* [WHAT IS REQUIRED] The reply has to be a number alone, equal to how many lines in the entries below hold the string "other".

* [RECORDS SUPPLIED]
------------------------------------

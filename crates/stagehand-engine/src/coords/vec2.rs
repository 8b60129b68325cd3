use core::ops::{Add, AddAssign, Div, Mul, Sub, SubAssign};

use serde::{Deserialize, Serialize};

/// 2D vector in screen pixels (top-left origin, +Y down).
#[derive(Debug, Copy, Clone, Default, PartialEq, Serialize, Deserialize)]
pub struct Vec2 {
    pub x: f32,
    pub y: f32,
}

impl Vec2 {
    pub const ZERO: Vec2 = Vec2::new(0.0, 0.0);
    pub const ONE: Vec2 = Vec2::new(1.0, 1.0);

    #[inline]
    pub const fn new(x: f32, y: f32) -> Self {
        Self { x, y }
    }

    #[inline]
    pub const fn splat(v: f32) -> Self {
        Self { x: v, y: v }
    }

    /// Component-wise product.
    #[inline]
    pub fn scale(self, other: Vec2) -> Self {
        Self::new(self.x * other.x, self.y * other.y)
    }

}

impl Add for Vec2 {
    type Output = Vec2;
    #[inline]
    fn add(self, rhs: Vec2) -> Vec2 {
        Vec2::new(self.x + rhs.x, self.y + rhs.y)
    }
}

impl AddAssign for Vec2 {
    #[inline]
    fn add_assign(&mut self, rhs: Vec2) {
        self.x += rhs.x;
        self.y += rhs.y;
    }
}

impl Sub for Vec2 {
    type Output = Vec2;
    #[inline]
    fn sub(self, rhs: Vec2) -> Vec2 {
        Vec2::new(self.x - rhs.x, self.y - rhs.y)
    }
}

impl SubAssign for Vec2 {
    #[inline]
    fn sub_assign(&mut self, rhs: Vec2) {
        self.x -= rhs.x;
        self.y -= rhs.y;
    }
}

impl Mul<f32> for Vec2 {
    type Output = Vec2;
    #[inline]
    fn mul(self, rhs: f32) -> Vec2 {
        Vec2::new(self.x * rhs, self.y * rhs)
    }
}

impl Div<f32> for Vec2 {
    type Output = Vec2;
    #[inline]
    fn div(self, rhs: f32) -> Vec2 {
        Vec2::new(self.x / rhs, self.y / rhs)
    }
}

------------------------------------

* [TASK RESULT] 2